Assignment - In the listing that follows, locate the line containing "Path inside the" and the line containing "must name a". Retype exactly those two lines and every line between them, and nothing more.

Data for this exercise -
━━━━━━━━

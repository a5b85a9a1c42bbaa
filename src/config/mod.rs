use std::collections::BTreeMap;
use std::path::{Path, PathBuf};
use std::time::Duration;

use serde::Deserialize;

use crate::port::DEFAULT_MAX_ATTEMPTS;
use crate::supervisor::SupervisorError;

/// Config file looked up in the project root.
pub const CONFIG_FILE_NAME: &str = "devpair.toml";

/// Placeholder replaced by the resolved port inside `port_args`.
const PORT_PLACEHOLDER: &str = "{port}";

#[derive(Deserialize, Debug, Clone, PartialEq)]
#[serde(from = "ConfigFile")]
pub struct DevConfig {
    /// Project root; not read from the file, set by the loader.
    pub root: PathBuf,
    pub backend: ServiceConfig,
    pub frontend: ServiceConfig,
    pub ports: PortConfig,
    pub shutdown: ShutdownConfig,
    pub dependencies: DependencyConfig,
}

/// How one of the two children is started.
#[derive(Debug, Clone, PartialEq)]
pub struct ServiceConfig {
    /// Working directory, relative to the project root.
    pub dir: PathBuf,
    /// Program followed by its arguments.
    pub command: Vec<String>,
    /// Preferred port.
    pub port: u16,
    /// Variable receiving the service's own resolved port.
    pub port_env: Option<String>,
    /// Extra arguments appended to `command`; `{port}` becomes the resolved port.
    pub port_args: Vec<String>,
    /// Variable receiving the backend's resolved port.
    pub backend_port_env: Option<String>,
    pub env: BTreeMap<String, String>,
}

/// On-disk shape of `devpair.toml`. Every table and key is optional.
#[derive(Deserialize, Debug, Default)]
#[serde(default)]
struct ConfigFile {
    backend: ServiceOverrides,
    frontend: ServiceOverrides,
    ports: PortConfig,
    shutdown: ShutdownConfig,
    dependencies: DependencyConfig,
}

/// A `[backend]` / `[frontend]` table, applied over the role's defaults.
///
/// An empty string for `port_env` or `backend_port_env` turns that variable off.
#[derive(Deserialize, Debug, Default)]
#[serde(default)]
struct ServiceOverrides {
    dir: Option<PathBuf>,
    command: Option<Vec<String>>,
    port: Option<u16>,
    port_env: Option<String>,
    port_args: Option<Vec<String>>,
    backend_port_env: Option<String>,
    env: BTreeMap<String, String>,
}

impl ServiceOverrides {
    fn apply(self, mut base: ServiceConfig) -> ServiceConfig {
        if let Some(dir) = self.dir {
            base.dir = dir;
        }
        if let Some(command) = self.command {
            base.command = command;
        }
        if let Some(port) = self.port {
            base.port = port;
        }
        if let Some(key) = self.port_env {
            base.port_env = Some(key).filter(|k| !k.is_empty());
        }
        if let Some(args) = self.port_args {
            base.port_args = args;
        }
        if let Some(key) = self.backend_port_env {
            base.backend_port_env = Some(key).filter(|k| !k.is_empty());
        }
        base.env.extend(self.env);
        base
    }
}

impl From<ConfigFile> for DevConfig {
    fn from(file: ConfigFile) -> Self {
        Self {
            root: PathBuf::from("."),
            backend: file.backend.apply(ServiceConfig::backend()),
            frontend: file.frontend.apply(ServiceConfig::frontend()),
            ports: file.ports,
            shutdown: file.shutdown,
            dependencies: file.dependencies,
        }
    }
}

#[derive(Deserialize, Debug, Clone, PartialEq)]
#[serde(default)]
pub struct PortConfig {
    pub max_attempts: u16,
}

#[derive(Deserialize, Debug, Clone, PartialEq)]
#[serde(default)]
pub struct ShutdownConfig {
    pub grace_period_ms: u64,
}

#[derive(Deserialize, Debug, Clone, PartialEq)]
#[serde(default)]
pub struct DependencyConfig {
    pub enabled: bool,
    pub install_command: Vec<String>,
    /// Path inside the service directory whose presence means "already installed".
    pub marker: String,
}

impl ServiceConfig {
    pub fn backend() -> Self {
        Self {
            dir: PathBuf::from("server"),
            command: npm_run_dev(),
            port: 3001,
            port_env: Some("PORT".to_string()),
            port_args: Vec::new(),
            backend_port_env: None,
            env: BTreeMap::new(),
        }
    }

    pub fn frontend() -> Self {
        Self {
            dir: PathBuf::from("client"),
            command: npm_run_dev(),
            port: 5173,
            port_env: None,
            port_args: vec!["--".into(), "--port".into(), PORT_PLACEHOLDER.into()],
            backend_port_env: Some("VITE_API_PORT".to_string()),
            env: BTreeMap::new(),
        }
    }

    pub fn working_dir(&self, root: &Path) -> PathBuf {
        root.join(&self.dir)
    }

    pub fn program(&self) -> &str {
        self.command.first().map(String::as_str).unwrap_or_default()
    }

    /// Arguments after the program, with `port_args` appended and substituted.
    pub fn launch_args(&self, port: u16) -> Vec<String> {
        let port = port.to_string();
        self.command
            .iter()
            .skip(1)
            .cloned()
            .chain(self.port_args.iter().map(|a| a.replace(PORT_PLACEHOLDER, &port)))
            .collect()
    }

    /// Environment overlay for this service given both resolved ports.
    pub fn env_overlay(&self, own_port: u16, backend_port: u16) -> BTreeMap<String, String> {
        let mut env = self.env.clone();
        if let Some(key) = &self.port_env {
            env.insert(key.clone(), own_port.to_string());
        }
        if let Some(key) = &self.backend_port_env {
            env.insert(key.clone(), backend_port.to_string());
        }
        env
    }

    fn validate(&self, label: &str) -> Result<(), SupervisorError> {
        if self.program().trim().is_empty() {
            return Err(SupervisorError::InvalidConfig(format!(
                "{}.command must name a program",
                label
            )));
        }
        if self.port == 0 {
            return Err(SupervisorError::InvalidConfig(format!(
                "{}.port must be between 1 and 65535",
                label
            )));
        }
        Ok(())
    }
}

impl Default for DevConfig {
    fn default() -> Self {
        Self {
            root: PathBuf::from("."),
            backend: ServiceConfig::backend(),
            frontend: ServiceConfig::frontend(),
            ports: PortConfig::default(),
            shutdown: ShutdownConfig::default(),
            dependencies: DependencyConfig::default(),
        }
    }
}

impl Default for PortConfig {
    fn default() -> Self {
        Self { max_attempts: DEFAULT_MAX_ATTEMPTS }
    }
}

impl Default for ShutdownConfig {
    fn default() -> Self {
        Self { grace_period_ms: 5_000 }
    }
}

impl ShutdownConfig {
    pub fn grace_period(&self) -> Duration {
        Duration::from_millis(self.grace_period_ms)
    }
}

impl Default for DependencyConfig {
    fn default() -> Self {
        Self {
            enabled: true,
            install_command: vec!["npm".into(), "install".into()],
            marker: "node_modules".to_string(),
        }
    }
}

impl DevConfig {
    /// Resolve the project root and config file from the environment.
    ///
    /// - `DEVPAIR_ROOT`: project root (default: current directory)
    /// - `DEVPAIR_CONFIG`: config file (default: `<root>/devpair.toml`)
    pub fn from_env() -> Result<Self, SupervisorError> {
        let root = match std::env::var_os("DEVPAIR_ROOT") {
            Some(dir) => PathBuf::from(dir),
            None => std::env::current_dir()
                .map_err(|e| SupervisorError::InvalidConfig(format!("current directory: {}", e)))?,
        };
        match std::env::var_os("DEVPAIR_CONFIG") {
            Some(file) => Self::load_file(&root, Path::new(&file)),
            None => Self::load(&root),
        }
    }

    /// Load `<root>/devpair.toml`, falling back to defaults when it does not exist.
    pub fn load(root: &Path) -> Result<Self, SupervisorError> {
        let path = root.join(CONFIG_FILE_NAME);
        if !path.exists() {
            tracing::debug!("No {} in {}, using defaults", CONFIG_FILE_NAME, root.display());
            let cfg = Self {
                root: root.to_path_buf(),
                ..Self::default()
            };
            cfg.validate()?;
            return Ok(cfg);
        }
        Self::load_file(root, &path)
    }

    fn load_file(root: &Path, path: &Path) -> Result<Self, SupervisorError> {
        let s = std::fs::read_to_string(path).map_err(|e| {
            SupervisorError::InvalidConfig(format!("cannot read {}: {}", path.display(), e))
        })?;
        tracing::info!("Loaded config from {}", path.display());
        Self::from_toml_str(root, &s)
    }

    pub fn from_toml_str(root: &Path, s: &str) -> Result<Self, SupervisorError> {
        let mut cfg: Self =
            toml::from_str(s).map_err(|e| SupervisorError::InvalidConfig(e.to_string()))?;
        cfg.root = root.to_path_buf();
        cfg.validate()?;
        Ok(cfg)
    }

    pub fn validate(&self) -> Result<(), SupervisorError> {
        self.backend.validate("backend")?;
        self.frontend.validate("frontend")?;
        if self.dependencies.enabled && self.dependencies.install_command.is_empty() {
            return Err(SupervisorError::InvalidConfig(
                "dependencies.install_command is empty".to_string(),
            ));
        }
        Ok(())
    }
}

fn npm_run_dev() -> Vec<String> {
    vec!["npm".into(), "run".into(), "dev".into()]
}

#[cfg(test)]
mod tests {
    use super::*;

    #[test]
    fn defaults_match_npm_project_layout() {
        let cfg = DevConfig::default();
        assert_eq!(cfg.backend.dir, PathBuf::from("server"));
        assert_eq!(cfg.frontend.dir, PathBuf::from("client"));
        assert_eq!(cfg.backend.port, 3001);
        assert_eq!(cfg.frontend.port, 5173);
        assert_eq!(cfg.ports.max_attempts, 100);
        assert_eq!(cfg.shutdown.grace_period(), Duration::from_secs(5));
        assert_eq!(cfg.dependencies.marker, "node_modules");
        assert!(cfg.validate().is_ok());
    }

    #[test]
    fn frontend_args_carry_resolved_port() {
        let frontend = ServiceConfig::frontend();
        assert_eq!(frontend.program(), "npm");
        assert_eq!(frontend.launch_args(5174), vec!["run", "dev", "--", "--port", "5174"]);

        let backend = ServiceConfig::backend();
        assert_eq!(backend.launch_args(3002), vec!["run", "dev"]);
    }

    #[test]
    fn env_overlay_per_role() {
        let backend = ServiceConfig::backend().env_overlay(3002, 3002);
        assert_eq!(backend.get("PORT").map(String::as_str), Some("3002"));
        assert!(!backend.contains_key("VITE_API_PORT"));

        let frontend = ServiceConfig::frontend().env_overlay(5173, 3002);
        assert_eq!(frontend.get("VITE_API_PORT").map(String::as_str), Some("3002"));
        assert!(!frontend.contains_key("PORT"));
    }

    #[test]
    fn overlay_ports_win_over_static_env() {
        let mut backend = ServiceConfig::backend();
        backend.env.insert("PORT".into(), "1".into());
        backend.env.insert("NODE_ENV".into(), "development".into());
        let env = backend.env_overlay(3002, 3002);
        assert_eq!(env["PORT"], "3002");
        assert_eq!(env["NODE_ENV"], "development");
    }

    #[test]
    fn partial_toml_keeps_defaults() {
        let cfg = DevConfig::from_toml_str(
            Path::new("/tmp/project"),
            r#"
                [ports]
                max_attempts = 10

                [shutdown]
                grace_period_ms = 250
            "#,
        )
        .unwrap();
        assert_eq!(cfg.root, PathBuf::from("/tmp/project"));
        assert_eq!(cfg.ports.max_attempts, 10);
        assert_eq!(cfg.shutdown.grace_period(), Duration::from_millis(250));
        assert_eq!(cfg.backend, ServiceConfig::backend());
    }

    #[test]
    fn full_service_table() {
        let cfg = DevConfig::from_toml_str(
            Path::new("."),
            r#"
                [backend]
                dir = "api"
                command = ["cargo", "run"]
                port = 8080
                port_env = "APP_PORT"

                [backend.env]
                RUST_LOG = "debug"
            "#,
        )
        .unwrap();
        assert_eq!(cfg.backend.dir, PathBuf::from("api"));
        assert_eq!(cfg.backend.program(), "cargo");
        assert_eq!(cfg.backend.port_env.as_deref(), Some("APP_PORT"));
        assert_eq!(cfg.backend.env["RUST_LOG"], "debug");
        assert!(cfg.backend.port_args.is_empty());
    }

    #[test]
    fn custom_service_tables_keep_port_wiring() {
        let cfg = DevConfig::from_toml_str(
            Path::new("/srv/app"),
            r#"
                [backend]
                dir = "api"
                command = ["npm", "start"]
                port = 4000

                [frontend]
                dir = "web"
                command = ["npm", "run", "dev"]
                port = 5174
            "#,
        )
        .unwrap();

        let backend = cfg.backend.env_overlay(4001, 4001);
        assert_eq!(backend.get("PORT").map(String::as_str), Some("4001"));
        assert_eq!(cfg.backend.launch_args(4001), vec!["start"]);

        let frontend = cfg.frontend.env_overlay(5175, 4001);
        assert_eq!(frontend.get("VITE_API_PORT").map(String::as_str), Some("4001"));
        assert_eq!(cfg.frontend.launch_args(5175), vec!["run", "dev", "--", "--port", "5175"]);
    }

    #[test]
    fn single_key_override_keeps_the_rest() {
        let cfg = DevConfig::from_toml_str(Path::new("."), "[frontend]\nport = 3000\n").unwrap();
        assert_eq!(cfg.frontend.port, 3000);
        assert_eq!(cfg.frontend.dir, PathBuf::from("client"));
        assert_eq!(cfg.frontend.command, ServiceConfig::frontend().command);
        assert_eq!(cfg.backend, ServiceConfig::backend());
    }

    #[test]
    fn empty_port_env_disables_it() {
        let cfg = DevConfig::from_toml_str(
            Path::new("."),
            "[backend]\nport_env = \"\"\n\n[frontend]\nbackend_port_env = \"\"\n",
        )
        .unwrap();
        assert!(cfg.backend.env_overlay(3001, 3001).is_empty());
        assert!(cfg.frontend.env_overlay(5173, 3001).is_empty());
    }

    #[test]
    fn empty_command_is_rejected() {
        let err = DevConfig::from_toml_str(
            Path::new("."),
            r#"
                [frontend]
                dir = "web"
                command = []
                port = 5173
            "#,
        )
        .unwrap_err();
        assert!(matches!(err, SupervisorError::InvalidConfig(_)));
    }

    #[test]
    fn zero_port_is_rejected() {
        let err = DevConfig::from_toml_str(
            Path::new("."),
            r#"
                [backend]
                dir = "server"
                command = ["npm", "start"]
                port = 0
            "#,
        )
        .unwrap_err();
        assert!(err.to_string().contains("backend.port"));
    }

    #[test]
    fn malformed_toml_is_invalid_config() {
        let err = DevConfig::from_toml_str(Path::new("."), "[ports\nmax_attempts = ").unwrap_err();
        assert_eq!(err.error_code(), "INVALID_CONFIG");
    }

    #[test]
    fn missing_file_uses_defaults() {
        let dir = tempfile::tempdir().unwrap();
        let cfg = DevConfig::load(dir.path()).unwrap();
        assert_eq!(cfg.root, dir.path());
        assert_eq!(cfg.frontend, ServiceConfig::frontend());
    }

    #[test]
    fn file_in_root_is_loaded() {
        let dir = tempfile::tempdir().unwrap();
        std::fs::write(
            dir.path().join(CONFIG_FILE_NAME),
            "[dependencies]\nenabled = false\n",
        )
        .unwrap();
        let cfg = DevConfig::load(dir.path()).unwrap();
        assert!(!cfg.dependencies.enabled);
        assert_eq!(cfg.dependencies.install_command, vec!["npm", "install"]);
    }
}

━━━━━━━━

Reply to the exercise -
    /// Path inside the service directory whose presence means "already installed".
    pub marker: String,
}

impl ServiceConfig {
    pub fn backend() -> Self {
        Self {
            dir: PathBuf::from("server"),
            command: npm_run_dev(),
            port: 3001,
            port_env: Some("PORT".to_string()),
            port_args: Vec::new(),
            backend_port_env: None,
            env: BTreeMap::new(),
        }
    }

    pub fn frontend() -> Self {
        Self {
            dir: PathBuf::from("client"),
            command: npm_run_dev(),
            port: 5173,
            port_env: None,
            port_args: vec!["--".into(), "--port".into(), PORT_PLACEHOLDER.into()],
            backend_port_env: Some("VITE_API_PORT".to_string()),
            env: BTreeMap::new(),
        }
    }

    pub fn working_dir(&self, root: &Path) -> PathBuf {
        root.join(&self.dir)
    }

    pub fn program(&self) -> &str {
        self.command.first().map(String::as_str).unwrap_or_default()
    }

    /// Arguments after the program, with `port_args` appended and substituted.
    pub fn launch_args(&self, port: u16) -> Vec<String> {
        let port = port.to_string();
        self.command
            .iter()
            .skip(1)
            .cloned()
            .chain(self.port_args.iter().map(|a| a.replace(PORT_PLACEHOLDER, &port)))
            .collect()
    }

    /// Environment overlay for this service given both resolved ports.
    pub fn env_overlay(&self, own_port: u16, backend_port: u16) -> BTreeMap<String, String> {
        let mut env = self.env.clone();
        if let Some(key) = &self.port_env {
            env.insert(key.clone(), own_port.to_string());
        }
        if let Some(key) = &self.backend_port_env {
            env.insert(key.clone(), backend_port.to_string());
        }
        env
    }

    fn validate(&self, label: &str) -> Result<(), SupervisorError> {
        if self.program().trim().is_empty() {
            return Err(SupervisorError::InvalidConfig(format!(
                "{}.command must name a program",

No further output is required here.